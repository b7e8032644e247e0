use std::path::PathBuf;

use clap::{Parser, ValueEnum};

use crate::manifest::DEFAULT_MANIFEST_PATH;
use crate::source::{DEFAULT_ALBUM_ID, PhotoOwner};

#[derive(Debug, Clone, Copy, PartialEq, Eq, ValueEnum)]
pub enum LookupMethod {
    /// Identifier is a numeric owner id
    ById,
    /// Identifier is a screen name (the part after vk.com/)
    ByScreenName,
}

#[derive(Debug, Clone, Copy, PartialEq, Eq, ValueEnum)]
pub enum Backend {
    YandexDisk,
    GoogleDrive,
}

#[derive(Debug, Clone, Copy, PartialEq, Eq, ValueEnum)]
pub enum LogLevel {
    Debug,
    Info,
    Warn,
    Error,
}

impl LogLevel {
    pub fn as_filter(self) -> &'static str {
        match self {
            LogLevel::Debug => "debug",
            LogLevel::Info => "info",
            LogLevel::Warn => "warn",
            LogLevel::Error => "error",
        }
    }
}

#[derive(Parser, Debug)]
#[command(
    name = "vk-photo-backup",
    version,
    allow_negative_numbers = true,
    about = "Back up photos from a VK album to Yandex Disk or Google Drive"
)]
pub struct Cli {
    /// How to interpret the identifier
    #[arg(value_enum)]
    pub method: LookupMethod,

    /// Owner id or screen name
    #[arg(allow_hyphen_values = true)]
    pub identifier: String,

    /// Where to save the photos
    #[arg(value_enum)]
    pub backend: Backend,

    /// Folder on the cloud drive to save photos into
    pub folder: String,

    /// VK album id (profile, wall, saved or a numeric id)
    #[arg(long, default_value = DEFAULT_ALBUM_ID)]
    pub album_id: String,

    /// Maximum number of photos to save
    #[arg(short = 'n', long, default_value_t = 5, value_parser = clap::value_parser!(u32).range(1..))]
    pub count: u32,

    /// Credentials file with VK_TOKEN, YADISK_TOKEN, GDRIVE_TOKEN
    #[arg(short = 'c', long, env = "VK_BACKUP_CREDENTIALS")]
    pub credentials: Option<PathBuf>,

    /// Where to write the JSON summary
    #[arg(short = 'o', long, default_value = DEFAULT_MANIFEST_PATH)]
    pub manifest: PathBuf,

    /// Record collision-renamed files under their stored name in the summary
    #[arg(long)]
    pub record_uploaded_names: bool,

    /// Disable progress bar
    #[arg(long)]
    pub no_progress_bar: bool,

    /// Log level
    #[arg(long, value_enum, default_value = "info")]
    pub log_level: LogLevel,
}

impl Cli {
    pub fn owner(&self) -> anyhow::Result<PhotoOwner> {
        match self.method {
            LookupMethod::ById => {
                let id = self.identifier.trim().parse::<i64>().map_err(|_| {
                    anyhow::anyhow!("owner id must be an integer, got {:?}", self.identifier)
                })?;
                Ok(PhotoOwner::Id(id))
            }
            LookupMethod::ByScreenName => Ok(PhotoOwner::ScreenName(self.identifier.clone())),
        }
    }
}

Your assignment: Exact copy required. Repeat the material above in full.

Reply to the task:
repository b7e8032644e247e0
use std::path::PathBuf;

use clap::{Parser, ValueEnum};

use crate::manifest::DEFAULT_MANIFEST_PATH;
use crate::source::{DEFAULT_ALBUM_ID, PhotoOwner};

#[derive(Debug, Clone, Copy, PartialEq, Eq, ValueEnum)]
pub enum LookupMethod {
    /// Identifier is a numeric owner id
    ById,
    /// Identifier is a screen name (the part after vk.com/)
    ByScreenName,
}

#[derive(Debug, Clone, Copy, PartialEq, Eq, ValueEnum)]
pub enum Backend {
    YandexDisk,
    GoogleDrive,
}

#[derive(Debug, Clone, Copy, PartialEq, Eq, ValueEnum)]
pub enum LogLevel {
    Debug,
    Info,
    Warn,
    Error,
}

impl LogLevel {
    pub fn as_filter(self) -> &'static str {
        match self {
            LogLevel::Debug => "debug",
            LogLevel::Info => "info",
            LogLevel::Warn => "warn",
            LogLevel::Error => "error",
        }
    }
}

#[derive(Parser, Debug)]
#[command(
    name = "vk-photo-backup",
    version,
    allow_negative_numbers = true,
    about = "Back up photos from a VK album to Yandex Disk or Google Drive"
)]
pub struct Cli {
    /// How to interpret the identifier
    #[arg(value_enum)]
    pub method: LookupMethod,

    /// Owner id or screen name
    #[arg(allow_hyphen_values = true)]
    pub identifier: String,

    /// Where to save the photos
    #[arg(value_enum)]
    pub backend: Backend,

    /// Folder on the cloud drive to save photos into
    pub folder: String,

    /// VK album id (profile, wall, saved or a numeric id)
    #[arg(long, default_value = DEFAULT_ALBUM_ID)]
    pub album_id: String,

    /// Maximum number of photos to save
    #[arg(short = 'n', long, default_value_t = 5, value_parser = clap::value_parser!(u32).range(1..))]
    pub count: u32,

    /// Credentials file with VK_TOKEN, YADISK_TOKEN, GDRIVE_TOKEN
    #[arg(short = 'c', long, env = "VK_BACKUP_CREDENTIALS")]
    pub credentials: Option<PathBuf>,

    /// Where to write the JSON summary
    #[arg(short = 'o', long, default_value = DEFAULT_MANIFEST_PATH)]
    pub manifest: PathBuf,

    /// Record collision-renamed files under their stored name in the summary
    #[arg(long)]
    pub record_uploaded_names: bool,

    /// Disable progress bar
    #[arg(long)]
    pub no_progress_bar: bool,

    /// Log level
    #[arg(long, value_enum, default_value = "info")]
    pub log_level: LogLevel,
}

impl Cli {
    pub fn owner(&self) -> anyhow::Result<PhotoOwner> {
        match self.method {
            LookupMethod::ById => {
                let id = self.identifier.trim().parse::<i64>().map_err(|_| {
                    anyhow::anyhow!("owner id must be an integer, got {:?}", self.identifier)
                })?;
                Ok(PhotoOwner::Id(id))
            }
            LookupMethod::ByScreenName => Ok(PhotoOwner::ScreenName(self.identifier.clone())),
        }
    }
}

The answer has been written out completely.